Scubon-Mulieri B, Sichel F J
Physiol Chem Phys. 1975;7(6):541-54.
The present study was undertaken to study the mechanism of transmission across the junctions between cells of cardiac muscle. Two cases, one with high resistance junction and the second with low resistance junctions, were modeled mathematically and each model was analyzed to predict the ratio of the transverse to longitudinal threshold field strengths. This ratio was measured experimentally for atrial trabeculae from Rana catesbiana and agreed well with the value predicted by the model in which the resistance of the membranes at the junctions is low.
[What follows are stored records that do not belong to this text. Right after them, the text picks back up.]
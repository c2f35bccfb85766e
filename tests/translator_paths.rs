//! C6 property path lowering (spec §4.6.8): fixed-length paths unroll into
//! joins, `*`/`+`/`?` lower to a recursive CTE with a cycle guard.

use quadstore::sql::{translate_query, TranslatedQuery};
use quadstore::space::SpaceTables;

fn tables() -> SpaceTables {
    SpaceTables::new("qs", "pathtest").unwrap()
}

fn select_sql(query: &str) -> String {
    let parsed = spargebra::Query::parse(query, None).unwrap();
    match translate_query(&tables(), &parsed, 10_000, 50).unwrap() {
        TranslatedQuery::Select(plan) => plan.sql,
        _ => panic!("expected a Select plan"),
    }
}

#[test]
fn a_one_or_more_path_lowers_to_a_recursive_cte() {
    let sql = select_sql("SELECT ?y WHERE { <http://example.com/a> <http://example.com/knows>+ ?y }");
    assert!(sql.to_uppercase().contains("WITH RECURSIVE"));
}

#[test]
fn a_zero_or_more_path_includes_the_reflexive_base_case() {
    let sql = select_sql("SELECT ?y WHERE { <http://example.com/a> <http://example.com/knows>* ?y }");
    assert!(sql.to_uppercase().contains("WITH RECURSIVE"));
}

#[test]
fn an_inverse_path_swaps_subject_and_object() {
    let sql = select_sql("SELECT ?x WHERE { ?x ^<http://example.com/parentOf> <http://example.com/bob> }");
    assert!(sql.to_uppercase().contains("SELECT"));
}

#[test]
fn a_sequence_path_joins_through_an_intermediate_variable() {
    let sql = select_sql(
        "SELECT ?gp WHERE { <http://example.com/a> <http://example.com/parentOf>/<http://example.com/parentOf> ?gp }",
    );
    assert!(sql.to_uppercase().contains("JOIN"));
}

#[test]
fn an_alternative_path_lowers_to_a_union() {
    let sql = select_sql(
        "SELECT ?x WHERE { <http://example.com/a> (<http://example.com/knows>|<http://example.com/likes>) ?x }",
    );
    assert!(sql.to_uppercase().contains("UNION"));
}

#[test]
fn a_negated_property_set_excludes_the_listed_predicates() {
    let sql = select_sql(
        "SELECT ?x WHERE { <http://example.com/a> !(<http://example.com/knows>|<http://example.com/likes>) ?x }",
    );
    assert!(sql.to_uppercase().contains("NOT IN"));
}

#[test]
fn an_excessive_path_depth_is_rejected_rather_than_running_unbounded() {
    let parsed = spargebra::Query::parse(
        "SELECT ?y WHERE { <http://example.com/a> <http://example.com/knows>+ ?y }",
        None,
    )
    .unwrap();
    // max_path_depth = 0 leaves no room for even a single hop.
    assert!(translate_query(&tables(), &parsed, 10_000, 0).is_err());
}
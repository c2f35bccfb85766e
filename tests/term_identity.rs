//! Term identity and validation (spec §3): UUID derivation must be
//! deterministic and content-sensitive, and malformed terms must be
//! rejected before they ever reach the database.

use quadstore::{Term, TermKind};

#[test]
fn same_uri_always_derives_the_same_uuid() {
    let a = Term::uri("http://example.com/alice");
    let b = Term::uri("http://example.com/alice");
    assert_eq!(a.uuid(), b.uuid());
}

#[test]
fn different_uris_derive_different_uuids() {
    let a = Term::uri("http://example.com/alice");
    let b = Term::uri("http://example.com/bob");
    assert_ne!(a.uuid(), b.uuid());
}

#[test]
fn a_uri_and_a_literal_with_the_same_text_differ() {
    let uri = Term::uri("42");
    let literal = Term::plain_literal("42");
    assert_ne!(uri.uuid(), literal.uuid());
    assert_eq!(uri.kind, TermKind::Uri);
    assert_eq!(literal.kind, TermKind::Literal);
}

#[test]
fn language_tag_changes_identity() {
    let en = Term::lang_literal("chat", "en");
    let fr = Term::lang_literal("chat", "fr");
    assert_ne!(en.uuid(), fr.uuid());
}

#[test]
fn datatype_changes_identity() {
    let as_int = Term::typed_literal("1", "http://www.w3.org/2001/XMLSchema#integer");
    let as_string = Term::typed_literal("1", "http://www.w3.org/2001/XMLSchema#string");
    assert_ne!(as_int.uuid(), as_string.uuid());
}

#[test]
fn default_graph_is_a_stable_well_known_term() {
    let a = Term::default_graph();
    let b = Term::default_graph();
    assert_eq!(a.uuid(), b.uuid());
    assert_eq!(a.kind, TermKind::Uri);
}

#[test]
fn blank_nodes_are_scoped_by_label() {
    let a = Term::blank("b0");
    let b = Term::blank("b0");
    let c = Term::blank("b1");
    assert_eq!(a.uuid(), b.uuid());
    assert_ne!(a.uuid(), c.uuid());
}

#[test]
fn a_literal_cannot_carry_both_a_language_tag_and_a_datatype() {
    let mut literal = Term::lang_literal("chat", "fr");
    literal.datatype = Some("http://www.w3.org/2001/XMLSchema#string".to_string());
    assert!(literal.validate().is_err());
}

#[test]
fn a_uri_term_must_not_carry_a_language_tag() {
    let mut uri = Term::uri("http://example.com/alice");
    uri.lang = Some("en".to_string());
    assert!(uri.validate().is_err());
}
It can be inferred, therefore, that the resistance at the junctions between cells of bullfrog atrial muscle is low enough to permit the flow of sufficient current from the pre- to postjunctional cell to cause excitation of the latter. One parameter required in the analysis was the space constant, lambda. This was measured with the trabecula in a volume conductor using a large planar external electrode to produce a change in the transmembrane potential and a microelectrode to measure the spatial decrement of the electrotonic potential. The measurements of electrotonic decrement in 16 trabeculae are pooled to provide an estimate of the value of the space constant in frog atrial trabeculae: lambda= 0.863 +/- 0.041 mm, s.d., n=96.